Section 553(c)(1) permits a person aggrieved by a violation of
§ 553(a)(1) to bring a civil action in federal court. Section
553(c)(3) allows the plaintiff to recovery actual damages as
well as the defendant's profits, as well as a penalty. Section
553(c)(2) permits the issuance of a temporary injunction to
prevent violation of § 553(a)(1). On July 27, plaintiff filed
this action against the defendants seeking damages, disgorgement
of profits, and penalties, and it also filed an ex parte
motion for a temporary restraining order. As indicated earlier,
the motion for temporary restraining order came before this
Court, sitting as Emergency Judge.
In the motion, plaintiff sought an ex parte order to: 1)
restrain defendants from offering or selling descrambling
devices; 2) restrain them from destroying their books and
records, including financial records; 3) freeze their assets; 4)
direct them to identify within one day all their assets,
including any held within the prior year; 5) grant plaintiff
expedited discovery from the defendants, their accountants, and
others acting on their behalf; 6) direct defendants to provide,
within two days, an accounting of all sales and purchases of
descrambling devices from 1995 to the present, including
profits, transfers, and withdrawals of assets; 7) authorize and
direct the United States Marshal to enter defendants' business
premises (using force if necessary) and seize all of their
records, including computer hard drives, servers, disks, and
tapes, as well as examples of the descrambling devices; 8)
direct defendants to disclose, at the time of the seizure, any
other location where they have records or descrambling devices;
and 9) authorize and direct the United States Marshal to go to
the places identified by defendants, enter them (using force if
necessary) and seize any records located there.
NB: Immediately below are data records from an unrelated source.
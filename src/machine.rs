//! Session status state machine
//!
//! Consumes host signals, owns the canonical `SessionStatus` and
//! `SessionMetrics`, and drives every outward effect:
//!
//! - one `status.changed` broadcast per transition, published before the
//!   signal handler returns
//! - the detailed `session.idle` event, held back by the idle debounce and
//!   dropped entirely if work resumes inside the window
//! - a heartbeat that re-publishes the current snapshot on a fixed cadence
//! - safety checks ahead of tool execution
//!
//! State changes are computed under a short-lived lock as a list of
//! `Effect`s; the effects run after the lock is released, so no lock is ever
//! held across a broker call.

use crate::coordinator::CoordinatorContext;
use crate::debounce::IdleDebounce;
use crate::error::{BeaconError, Result};
use crate::fanout::Notification;
use crate::inspect::WorkspaceInspector;
use crate::safety::{SafetyContext, SafetyEngine, SafetyReport};
use crate::server::StatusSource;
use crate::sessions::{SessionActivity, SessionEntry};
use crate::signal::{HostSignal, ToolCall, Transition};
use crate::types::{
    EventKind, NotificationKind, NotificationStyle, SessionMetrics, SessionStatus, StatusSnapshot,
};
use serde_json::{json, Value};
use std::sync::atomic::{AtomicBool, Ordering};
use std::sync::{Arc, Mutex, MutexGuard, Weak};
use tokio::task::JoinHandle;

/// Status and metrics of the current session; created and dropped together
#[derive(Debug)]
struct ActiveSession {
    id: String,
    status: SessionStatus,
    metrics: SessionMetrics,
    work_started_at: Option<u64>,
}
//! Redis broker configuration

use serde::{Deserialize, Serialize};
use std::time::Duration;

/// Redis connection configuration
#[derive(Debug, Clone, Serialize, Deserialize)]
#[serde(rename_all = "camelCase")]
pub struct RedisConfig {
    /// Redis URL (e.g., "redis://127.0.0.1:6379")
    pub url: String,

    /// Connect timeout in seconds
    #[serde(default = "default_connect_timeout_secs")]
    pub connect_timeout_secs: u64,
}

fn default_connect_timeout_secs() -> u64 {
    5
}

impl Default for RedisConfig {
    fn default() -> Self {
        Self {
            url: "redis://127.0.0.1:6379".to_string(),
            connect_timeout_secs: default_connect_timeout_secs(),
        }
    }
}

impl RedisConfig {
    pub fn new(url: impl Into<String>) -> Self {
        Self {
            url: url.into(),
            ..Default::default()
        }
    }

    pub fn connect_timeout(&self) -> Duration {
        Duration::from_secs(self.connect_timeout_secs)
    }
}
use std::sync::Arc;
use std::time::Instant;

use crate::error::Result;
use crate::types::{HealthReport, StatusSnapshot};

/// Provider of the authoritative in-memory status
pub trait StatusSource: Send + Sync {
    fn status_snapshot(&self) -> Result<StatusSnapshot>;
}

/// Shared application state accessible to all HTTP handlers.
#[derive(Clone)]
pub struct AppState {
    pub source: Arc<dyn StatusSource>,
    pub workspace_path: Arc<str>,
    pub pid: u32,
    pub port: u16,
    pub started_at: Instant,
}

impl AppState {
    pub fn new(source: Arc<dyn StatusSource>, workspace_path: &str, pid: u32, port: u16) -> Self {
        Self {
            source,
            workspace_path: Arc::from(workspace_path),
            pid,
            port,
            started_at: Instant::now(),
        }
    }

    pub fn health(&self) -> HealthReport {
        HealthReport {
            ok: true,
            workspace_path: self.workspace_path.to_string(),
            pid: self.pid,
            port: self.port,
            uptime: self.started_at.elapsed().as_secs(),
        }
    }
}
//! Event fanout: one logical event, several channels and payload shapes
//!
//! `EventFanout::publish` attempts the primary channel, the generic event-store
//! channel, and (for translated kinds) the legacy channel. Each write is
//! isolated: a failure on one never prevents or fails the others, and nothing
//! is surfaced to the caller beyond the returned `FanoutReceipt`.

use crate::broker::Broker;
use crate::clock::Clock;
use crate::config::ChannelConfig;
use crate::error::Result;
use crate::types::{project_name, EventKind, NotificationKind, NotificationStyle};
use serde_json::{json, Map, Value};
use std::sync::Arc;

/// Per-channel outcome of one fanout publish
#[derive(Debug)]
pub struct FanoutReceipt {
    pub primary: Result<()>,
    pub event_store: Result<()>,
    /// `None` when the kind has no legacy translation
    pub legacy: Option<Result<()>>,
}

impl FanoutReceipt {
    /// Whether every attempted channel accepted the write
    pub fn is_complete(&self) -> bool {
        self.primary.is_ok()
            && self.event_store.is_ok()
            && self.legacy.as_ref().map_or(true, |r| r.is_ok())
    }
}

/// A human-facing alert
#[derive(Debug, Clone)]
pub struct Notification {
    pub title: String,
    pub message: String,
    pub kind: NotificationKind,
    pub style: NotificationStyle,
}

impl Notification {
    pub fn new(
        title: impl Into<String>,
        message: impl Into<String>,
        kind: NotificationKind,
        style: NotificationStyle,
    ) -> Self {
        Self {
            title: title.into(),
            message: message.into(),
            kind,
            style,
        }
    }
}

/// Multi-channel publisher over a `Broker`
pub struct EventFanout {
    broker: Arc<dyn Broker>,
    channels: ChannelConfig,
    source: String,
    clock: Arc<dyn Clock>,
}

impl EventFanout {
    pub fn new(
        broker: Arc<dyn Broker>,
        channels: ChannelConfig,
        source: impl Into<String>,
        clock: Arc<dyn Clock>,
    ) -> Self {
        Self {
            broker,
            channels,
            source: source.into(),
            clock,
        }
    }

    pub fn channels(&self) -> &ChannelConfig {
        &self.channels
    }

    /// Publish one event to every destination it maps to
    pub async fn publish(&self, kind: EventKind, workspace_path: &str, data: Value) -> FanoutReceipt {
        let timestamp = self.clock.now_millis();

        let primary_payload = primary_payload(kind, timestamp, workspace_path, &data);
        let primary = self.send(&self.channels.primary, &primary_payload).await;

        let store_payload = event_store_payload(
            kind,
            timestamp,
            &self.channels.primary,
            workspace_path,
            &data,
        );
        let event_store = self.send(&self.channels.event_store, &store_payload).await;

        let legacy = match kind.legacy_name() {
            Some(name) => {
                let payload =
                    legacy_payload(name, timestamp, &self.source, workspace_path, &data);
                Some(self.send(&self.channels.legacy, &payload).await)
            }
            None => None,
        };

        tracing::debug!(
            event_type = %kind,
            path = %workspace_path,
            primary_ok = primary.is_ok(),
            event_store_ok = event_store.is_ok(),
            legacy_ok = ?legacy.as_ref().map(|r| r.is_ok()),
            "Event fanned out"
        );

        FanoutReceipt {
            primary,
            event_store,
            legacy,
        }
    }

    /// Publish a human-facing notification on the notifications channel
    pub async fn publish_notification(
        &self,
        notification: &Notification,
        workspace_path: &str,
    ) -> Result<()> {
        let payload = json!({
            "title": notification.title,
            "message": notification.message,
            "kind": notification.kind,
            "style": notification.style,
            "workspacePath": workspace_path,
            "projectName": project_name(workspace_path),
            "timestamp": self.clock.now_millis(),
        });
        self.send(&self.channels.notifications, &payload).await
    }

    async fn send(&self, channel: &str, payload: &Value) -> Result<()> {
        let body = serde_json::to_string(payload)?;
        let result = self.broker.publish(channel, &body).await;
        if let Err(e) = &result {
            tracing::warn!(channel = %channel, error = %e, "Publish failed, continuing");
        }
        result
    }
}

/// `{type, timestamp, path}` merged with the fields of `data`
///
/// Unlike an object spread, a data field named `type`, `timestamp` or `path`
/// never replaces the envelope value.
fn primary_payload(kind: EventKind, timestamp: u64, path: &str, data: &Value) -> Value {
    let mut payload = Map::new();
    payload.insert("type".to_string(), json!(kind.as_str()));
    payload.insert("timestamp".to_string(), json!(timestamp));
    payload.insert("path".to_string(), json!(path));
    match data {
        Value::Object(fields) => {
            for (key, value) in fields {
                // Envelope fields win over same-named data fields
                payload.entry(key.clone()).or_insert_with(|| value.clone());
            }
        }
        Value::Null => {}
        other => {
            payload.insert("data".to_string(), other.clone());
        }
    }
    Value::Object(payload)
}

/// `{timestamp, channel, event_type, workspace_path, data}` with `data` as an opaque JSON string
fn event_store_payload(
    kind: EventKind,
    timestamp: u64,
    channel: &str,
    path: &str,
    data: &Value,
) -> Value {
    json!({
        "timestamp": timestamp,
        "channel": channel,
        "event_type": kind.as_str(),
        "workspace_path": path,
        "data": data.to_string(),
    })
}

/// Legacy consumers expect `event`/`cwd`/`session_id` and a `source` tag
fn legacy_payload(name: &str, timestamp: u64, source: &str, path: &str, data: &Value) -> Value {
    json!({
        "event": name,
        "timestamp": timestamp,
        "source": source,
        "cwd": path,
        "project": project_name(path),
        "session_id": data.get("sessionId").cloned().unwrap_or(Value::Null),
        "data": data,
    })
}
//! Workspace inspection for safety checks
//!
//! Supplies the branch and dirty state the safety rules evaluate. Inspection
//! failures mean "unknown": no branch, clean tree.

use async_trait::async_trait;
use std::path::Path;
use tokio::process::Command;

/// Source of version-control facts about a workspace
#[async_trait]
pub trait WorkspaceInspector: Send + Sync {
    /// Currently checked-out branch, if known
    async fn branch(&self, workspace_path: &str) -> Option<String>;

    /// Whether the working tree has uncommitted changes
    async fn is_dirty(&self, workspace_path: &str) -> bool;
}

/// Inspector that asks the `git` CLI
#[derive(Debug, Default, Clone, Copy)]
pub struct GitInspector;

impl GitInspector {
    async fn git(workspace_path: &str, args: &[&str]) -> Option<String> {
        if !Path::new(workspace_path).is_dir() {
            return None;
        }
        let output = Command::new("git")
            .args(args)
            .current_dir(workspace_path)
            .output()
            .await
            .map_err(|e| tracing::debug!(error = %e, "git unavailable"))
            .ok()?;
        if !output.status.success() {
            return None;
        }
        Some(String::from_utf8_lossy(&output.stdout).trim().to_string())
    }
}

#[async_trait]
impl WorkspaceInspector for GitInspector {
    async fn branch(&self, workspace_path: &str) -> Option<String> {
        Self::git(workspace_path, &["rev-parse", "--abbrev-ref", "HEAD"])
            .await
            .filter(|b| !b.is_empty() && b != "HEAD")
    }

    async fn is_dirty(&self, workspace_path: &str) -> bool {
        Self::git(workspace_path, &["status", "--porcelain"])
            .await
            .is_some_and(|out| !out.is_empty())
    }
}

/// Inspector returning fixed answers
#[derive(Debug, Default, Clone)]
pub struct StaticInspector {
    pub branch: Option<String>,
    pub dirty: bool,
}

impl StaticInspector {
    pub fn new(branch: Option<&str>, dirty: bool) -> Self {
        Self {
            branch: branch.map(str::to_string),
            dirty,
        }
    }
}

#[async_trait]
impl WorkspaceInspector for StaticInspector {
    async fn branch(&self, _workspace_path: &str) -> Option<String> {
        self.branch.clone()
    }

    async fn is_dirty(&self, _workspace_path: &str) -> bool {
        self.dirty
    }
}
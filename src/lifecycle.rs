//! Lifecycle Controller
//!
//! Builds the cache store and evaluation service, runs the reaper, and
//! stops it cleanly on request.

use std::sync::Arc;

use tracing::info;

use crate::cache::CacheStore;
use crate::config::Config;
use crate::expr::{Compiler, FormulaCompiler};
use crate::service::EvaluationService;
use crate::tasks::{spawn_reaper, ReaperHandle};

// == Cache Runtime ==
/// A running cache: store, evaluation service, and its reaper.
///
/// Each runtime owns an independent store; nothing is shared through
/// global state, so several runtimes can coexist (as tests do).
#[derive(Debug)]
pub struct CacheRuntime {
    service: EvaluationService,
    reaper: ReaperHandle,
}

impl CacheRuntime {
    // == Start ==
    /// Starts a runtime using the built-in formula compiler.
    ///
    /// Must be called from within a tokio runtime.
    pub fn start(config: &Config) -> Self {
        Self::start_with_compiler(config, Arc::new(FormulaCompiler::new()))
    }

    /// Starts a runtime around any [`Compiler`].
    pub fn start_with_compiler(config: &Config, compiler: Arc<dyn Compiler>) -> Self {
        let store = Arc::new(CacheStore::new(config.max_entries));
        let service = EvaluationService::new(Arc::clone(&store), compiler, config.default_ttl);
        let reaper = spawn_reaper(store, config.reaper_interval);

        info!(
            "Cache runtime started: ttl={:?}, reaper_interval={:?}, max_entries={}",
            config.default_ttl, config.reaper_interval, config.max_entries
        );
        Self { service, reaper }
    }

    pub fn service(&self) -> &EvaluationService {
        &self.service
    }

    pub fn store(&self) -> &Arc<CacheStore> {
        self.service.store()
    }

    /// True while the reaper loop is still running.
    pub fn is_reaper_running(&self) -> bool {
        self.reaper.is_running()
    }

    // == Stop ==
    /// Signals the reaper to stop without waiting for it.
    ///
    /// Safe to call more than once; later calls are ignored. Evaluation keeps
    /// working afterwards, but idle entries are no longer evicted.
    pub fn stop(&self) {
        self.reaper.stop();
    }

    // == Shutdown ==
    /// Stops the reaper and waits for it to exit.
    pub async fn shutdown(self) {
        self.reaper.join().await;
        info!("Cache runtime shut down");
    }
}
//! Formula Cache server binary
//!
//! Serves the evaluation API over HTTP and runs the idle-expression reaper.

use std::net::SocketAddr;

use anyhow::Context;
use tokio::signal;
use tracing::{error, info};
use tracing_subscriber::{layer::SubscriberExt, util::SubscriberInitExt};

use formula_cache::{api::create_router, AppState, CacheRuntime, Config};

/// Main entry point for the Formula Cache server.
///
/// # Startup Sequence
/// 1. Initialize tracing subscriber for logging
/// 2. Load configuration from environment variables
/// 3. Start the cache runtime (store, service, reaper)
/// 4. Serve the API until SIGINT/SIGTERM
/// 5. Stop the reaper and wait for it to exit
#[tokio::main]
async fn main() -> anyhow::Result<()> {
    // Defaults to "info" level, can be overridden with RUST_LOG env var
    tracing_subscriber::registry()
        .with(
            tracing_subscriber::EnvFilter::try_from_default_env()
                .unwrap_or_else(|_| "formula_cache=info,tower_http=info".into()),
        )
        .with(tracing_subscriber::fmt::layer())
        .init();

    info!("Starting Formula Cache Server");

    let config = Config::from_env();
    info!(
        "Configuration loaded: max_entries={}, ttl={:?}, reaper_interval={:?}, port={}",
        config.max_entries, config.default_ttl, config.reaper_interval, config.server_port
    );

    let runtime = CacheRuntime::start(&config);
    let app = create_router(AppState::new(runtime.service().clone()));

    let addr = SocketAddr::from(([0, 0, 0, 0], config.server_port));
    let listener = tokio::net::TcpListener::bind(addr)
        .await
        .with_context(|| format!("failed to bind {}", addr))?;
    info!("Server listening on http://{}", addr);

    axum::serve(listener, app)
        .with_graceful_shutdown(shutdown_signal())
        .await
        .context("server error")?;

    runtime.shutdown().await;
    info!("Server shutdown complete");
    Ok(())
}

/// Waits for shutdown signal (Ctrl+C or SIGTERM).
async fn shutdown_signal() {
    let ctrl_c = async {
        if let Err(err) = signal::ctrl_c().await {
            error!("Failed to listen for Ctrl+C: {}", err);
            std::future::pending::<()>().await;
        }
    };

    #[cfg(unix)]
    let terminate = async {
        match signal::unix::signal(signal::unix::SignalKind::terminate()) {
            Ok(mut sigterm) => {
                sigterm.recv().await;
            }
            Err(err) => {
                error!("Failed to install SIGTERM handler: {}", err);
                std::future::pending::<()>().await;
            }
        }
    };

    #[cfg(not(unix))]
    let terminate = std::future::pending::<()>();

    tokio::select! {
        _ = ctrl_c => {
            info!("Received Ctrl+C, initiating shutdown...");
        }
        _ = terminate => {
            info!("Received SIGTERM, initiating shutdown...");
        }
    }
}
//! Error types for the evaluation service
//!
//! Provides unified error handling using thiserror.

use axum::{
    http::StatusCode,
    response::{IntoResponse, Response},
    Json,
};
use serde_json::json;
use thiserror::Error;

use crate::expr::{EvaluationError, ParseError, UnknownOutputType};

// == Service Error Enum ==
/// Unified error type for expression evaluation.
#[derive(Error, Debug)]
pub enum ServiceError {
    /// Expression text failed to compile; nothing was cached
    #[error(transparent)]
    Parse(#[from] ParseError),

    /// Requested output type is not one of string, int, boolean
    #[error("unsupported output type '{0}': expected one of string, int, boolean")]
    UnsupportedType(String),

    /// The compiled expression could not be evaluated against the bindings
    #[error(transparent)]
    Evaluation(#[from] EvaluationError),

    /// Invalid request data
    #[error("Invalid request: {0}")]
    InvalidRequest(String),
}

impl From<UnknownOutputType> for ServiceError {
    fn from(err: UnknownOutputType) -> Self {
        ServiceError::UnsupportedType(err.0)
    }
}

impl ServiceError {
    /// HTTP status the hosting layer reports for this error.
    pub fn status_code(&self) -> StatusCode {
        match self {
            ServiceError::Parse(_) => StatusCode::BAD_REQUEST,
            ServiceError::UnsupportedType(_) => StatusCode::BAD_REQUEST,
            ServiceError::Evaluation(_) => StatusCode::UNPROCESSABLE_ENTITY,
            ServiceError::InvalidRequest(_) => StatusCode::BAD_REQUEST,
        }
    }
}

// == IntoResponse Implementation ==
impl IntoResponse for ServiceError {
    fn into_response(self) -> Response {
        let body = Json(json!({
            "error": self.to_string()
        }));

        (self.status_code(), body).into_response()
    }
}

// == Result Type Alias ==
/// Convenience Result type for the evaluation service.
pub type Result<T> = std::result::Result<T, ServiceError>;
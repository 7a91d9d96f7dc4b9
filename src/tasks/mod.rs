//! Background Tasks Module
//!
//! Contains background tasks that run alongside request handling.
//!
//! # Tasks
//! - Reaper: evicts compiled expressions idle longer than their TTL

mod reaper;

pub use reaper::{spawn_reaper, sweep_expired, ReaperHandle};
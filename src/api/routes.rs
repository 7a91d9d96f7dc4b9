//! API Routes
//!
//! Configures the Axum router with all evaluation service endpoints.

use axum::{
    routing::{get, post},
    Router,
};
use tower_http::{
    cors::{Any, CorsLayer},
    trace::TraceLayer,
};

use super::handlers::{evaluate_handler, health_handler, stats_handler, AppState};

/// Creates the main router with all endpoints configured.
///
/// # Endpoints
/// - `POST /evaluate` - Evaluate an expression
/// - `GET /stats` - Get cache statistics
/// - `GET /health` - Health check endpoint
///
/// # Middleware
/// - CORS: Allows any origin
/// - Tracing: Logs all requests
pub fn create_router(state: AppState) -> Router {
    let cors = CorsLayer::new()
        .allow_origin(Any)
        .allow_methods(Any)
        .allow_headers(Any);

    Router::new()
        .route("/evaluate", post(evaluate_handler))
        .route("/stats", get(stats_handler))
        .route("/health", get(health_handler))
        .layer(cors)
        .layer(TraceLayer::new_for_http())
        .with_state(state)
}
//! Cache Module
//!
//! Provides in-memory caching of compiled expressions with idle-time (TTL)
//! tracking and a capacity bound.

mod entry;
mod stats;
mod store;

#[cfg(test)]
mod property_tests;

// Re-export public types
pub use entry::CacheEntry;
pub use stats::{CacheStats, StatsCounters};
pub use store::CacheStore;

// == Public Constants ==
/// Maximum accepted expression length in bytes
pub const MAX_EXPRESSION_LENGTH: usize = 4096;
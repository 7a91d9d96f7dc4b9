//! Configuration Module
//!
//! Handles loading and managing service configuration from environment variables.

use std::env;
use std::time::Duration;

/// Default idle time before a compiled expression may be evicted
pub const DEFAULT_TTL: Duration = Duration::from_secs(30);
/// Default maximum number of cached expressions
pub const DEFAULT_MAX_ENTRIES: usize = 10_000;
/// Default HTTP server port
pub const DEFAULT_SERVER_PORT: u16 = 3000;

/// Service configuration parameters.
///
/// All values can be configured via environment variables with sensible defaults.
#[derive(Debug, Clone, PartialEq, Eq)]
pub struct Config {
    /// Idle time after which a cached expression is eligible for eviction
    pub default_ttl: Duration,
    /// How often the reaper sweeps for idle expressions
    pub reaper_interval: Duration,
    /// Maximum number of compiled expressions held at once
    pub max_entries: usize,
    /// HTTP server port
    pub server_port: u16,
}

impl Config {
    /// Creates a new Config by loading values from environment variables.
    ///
    /// # Environment Variables
    /// - `CACHE_TTL_SECS` - Idle TTL in seconds (default: 30)
    /// - `REAPER_INTERVAL_SECS` - Reaper cadence in seconds (default: the TTL)
    /// - `MAX_ENTRIES` - Maximum cached expressions (default: 10000)
    /// - `SERVER_PORT` - HTTP server port (default: 3000)
    ///
    /// Missing, unparsable, or zero values fall back to the defaults.
    pub fn from_env() -> Self {
        let default_ttl = positive_var::<u64>("CACHE_TTL_SECS")
            .map(Duration::from_secs)
            .unwrap_or(DEFAULT_TTL);
        let reaper_interval = positive_var::<u64>("REAPER_INTERVAL_SECS")
            .map(Duration::from_secs)
            .unwrap_or(default_ttl);

        Self {
            default_ttl,
            reaper_interval,
            max_entries: positive_var("MAX_ENTRIES").unwrap_or(DEFAULT_MAX_ENTRIES),
            server_port: positive_var("SERVER_PORT").unwrap_or(DEFAULT_SERVER_PORT),
        }
    }

    /// Sets the TTL and, as by default, a reaper interval equal to it.
    pub fn with_ttl(mut self, ttl: Duration) -> Self {
        self.default_ttl = ttl;
        self.reaper_interval = ttl;
        self
    }

    pub fn with_reaper_interval(mut self, interval: Duration) -> Self {
        self.reaper_interval = interval;
        self
    }

    pub fn with_max_entries(mut self, max_entries: usize) -> Self {
        self.max_entries = max_entries;
        self
    }
}

fn positive_var<T>(name: &str) -> Option<T>
where
    T: std::str::FromStr + PartialOrd + Default,
{
    env::var(name)
        .ok()
        .and_then(|v| v.trim().parse::<T>().ok())
        .filter(|v| *v > T::default())
}

impl Default for Config {
    fn default() -> Self {
        Self {
            default_ttl: DEFAULT_TTL,
            reaper_interval: DEFAULT_TTL,
            max_entries: DEFAULT_MAX_ENTRIES,
            server_port: DEFAULT_SERVER_PORT,
        }
    }
}
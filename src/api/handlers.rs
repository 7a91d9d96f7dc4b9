//! API Handlers
//!
//! HTTP request handlers for each evaluation service endpoint.

use axum::{extract::State, Json};
use tracing::warn;

use crate::error::{Result, ServiceError};
use crate::models::{EvaluateRequest, EvaluateResponse, HealthResponse, StatsResponse};
use crate::service::EvaluationService;

/// Application state shared across all handlers.
///
/// The service is cheap to clone; all clones share one store.
#[derive(Clone, Debug)]
pub struct AppState {
    pub service: EvaluationService,
}

impl AppState {
    pub fn new(service: EvaluationService) -> Self {
        Self { service }
    }
}

/// Handler for POST /evaluate
///
/// Compiles (or reuses) the expression and evaluates it against the
/// request's params.
pub async fn evaluate_handler(
    State(state): State<AppState>,
    Json(req): Json<EvaluateRequest>,
) -> Result<Json<EvaluateResponse>> {
    if let Some(error_msg) = req.validate() {
        return Err(ServiceError::InvalidRequest(error_msg));
    }

    let result = state
        .service
        .evaluate(&req.expression, &req.output_type, &req.params)
        .await;

    match result {
        Ok(value) => Ok(Json(EvaluateResponse::new(value))),
        Err(err @ ServiceError::Parse(_)) => {
            warn!(expression = %req.expression, "Rejected expression: {}", err);
            Err(err)
        }
        Err(err) => Err(err),
    }
}

/// Handler for GET /stats
pub async fn stats_handler(State(state): State<AppState>) -> Json<StatsResponse> {
    Json(StatsResponse::from(state.service.stats().await))
}

/// Handler for GET /health
pub async fn health_handler() -> Json<HealthResponse> {
    Json(HealthResponse::healthy())
}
The Court declined, however, to enter several aspects of the
ex parte order requested by plaintiff, specifically, the
proposed provisions directing defendants to disclose their
assets, to make an accounting of their purchase and sales of the
descrambling devices, and to disclose locations other than the
one already known to plaintiff where defendants might have
records or more of the devices. The purpose of this Memorandum
is to explain why the Court declined to do these things.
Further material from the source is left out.